Неожиданно мы подъезжаем к нему. Завод расположен в глубине воронки, образованной холмами, поросшими великолепным лесом. Я слышу свист ленточной пилы, и этот звук воскрешает в памяти далекую Францию.

XXVI

Гверцы

Директор Фаллер, компаньон Эвалле, обитает в большом абиссинском доме на вершине холма. Его жилище окружено частоколом, точно крепость Меровингов.

Фаллер — швейцарский немец, рыжий, толстый, маленький и бородатый. Он говорит по-французски с чудовищным акцентом. Живет, как туземец, с женой абиссинкой, в окружении многочисленных рабов.

Фаллер здесь уже двадцать лет, и у него никогда не возникало желания вернуться в Европу. Его интеллектуальная жизнь проявляется лишь в страсти к бильярду. Он проделал такой фокус — в это орлиное гнездо сумел доставить настоящий бильярдный стол.

Он обучил игре туземцев, но чаще всего играет по ночам один, опорожняя одну за другой бутылки греческого коньяка. Это и есть то, что, по-моему, называется «faire suisse» [67] !

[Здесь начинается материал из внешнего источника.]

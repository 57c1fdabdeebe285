//! Bot configuration.
//!
//! Supports loading from YAML files with environment variable overrides.
//! The engine section is `yone_core::Config` verbatim, so any engine tunable
//! can be set from the file.

use std::path::Path;

use anyhow::{Context, Result};
use serde::Deserialize;

/// Bot configuration loaded from YAML with environment overrides.
#[derive(Debug, Deserialize)]
#[serde(default)]
pub struct BotConfig {
    /// Engine tunables (player timings, transport, resolver, decoder).
    pub engine: yone_core::Config,

    /// Executable used by the local transport to play audio.
    /// Override: `YONE_PLAYER_PATH`
    pub player_path: String,

    /// Origins allowed to read the status API from a browser.
    pub trusted_origins: Vec<String>,
}

impl Default for BotConfig {
    fn default() -> Self {
        Self {
            engine: yone_core::Config::default(),
            player_path: "ffplay".to_string(),
            trusted_origins: vec!["http://localhost".to_string(), "http://127.0.0.1".to_string()],
        }
    }
}

impl BotConfig {
    /// Loads configuration from a YAML file, then applies environment overrides.
    pub fn load(path: Option<&Path>) -> Result<Self> {
        let mut config = match path {
            Some(path) => Self::from_yaml(
                &std::fs::read_to_string(path)
                    .with_context(|| format!("Failed to read config file: {}", path.display()))?,
            )
            .with_context(|| format!("Failed to parse config file: {}", path.display()))?,
            None => Self::default(),
        };

        config.apply_env_overrides(|key| std::env::var(key).ok());
        Ok(config)
    }

    fn from_yaml(content: &str) -> Result<Self> {
        Ok(serde_yaml::from_str(content)?)
    }

    /// Applies `YONE_*` overrides read through `var`.
    fn apply_env_overrides(&mut self, var: impl Fn(&str) -> Option<String>) {
        if let Some(port) = var("YONE_STATUS_PORT").and_then(|v| v.parse().ok()) {
            self.engine.status_port = port;
        }
        if let Some(path) = var("YONE_YTDLP_PATH").filter(|v| !v.trim().is_empty()) {
            self.engine.resolver.ytdlp_path = path;
        }
        if let Some(path) = var("YONE_FFMPEG_PATH").filter(|v| !v.trim().is_empty()) {
            self.engine.decoder.executable = path;
        }
        if let Some(path) = var("YONE_PLAYER_PATH").filter(|v| !v.trim().is_empty()) {
            self.player_path = path;
        }
        if let Some(secs) = var("YONE_EMPTY_QUEUE_GRACE_SECS").and_then(|v| v.parse().ok()) {
            self.engine.player.empty_queue_grace_secs = secs;
        }
        if let Some(secs) = var("YONE_COOLDOWN_SECS").and_then(|v| v.parse().ok()) {
            self.engine.transport.cooldown_secs = secs;
        }

        // Note: YONE_LOG_LEVEL is handled by clap via #[arg(env = ...)] in main.rs
    }
}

Как это бывает с людьми, ведущими уединенный образ жизни, с появлением гостя он преображается. Этот обычно такой молчаливый и сдержанный человек теперь обрушивает на меня поток слов, не давая мне ни минуты покоя. Я говорю ему, что еще очень скверно себя чувствую, в надежде избежать обязательного в таких случаях обхода владений. Тогда чуть ли не силой он заставляет меня выпить грога, приготовленного по его рецепту: подслащенный коньяк, поджигаемый с помощью раскаленного клинка. Его надо пить сразу, едва потухнет пламя. Напиток, достойный луженой глотки казака. Интересно, что стало бы со мной, если бы я действительно осушил содержимое поданной мне пол-литровой чаши. Фаллер следил за мной, точно строгий санитар, которого так просто не проведешь.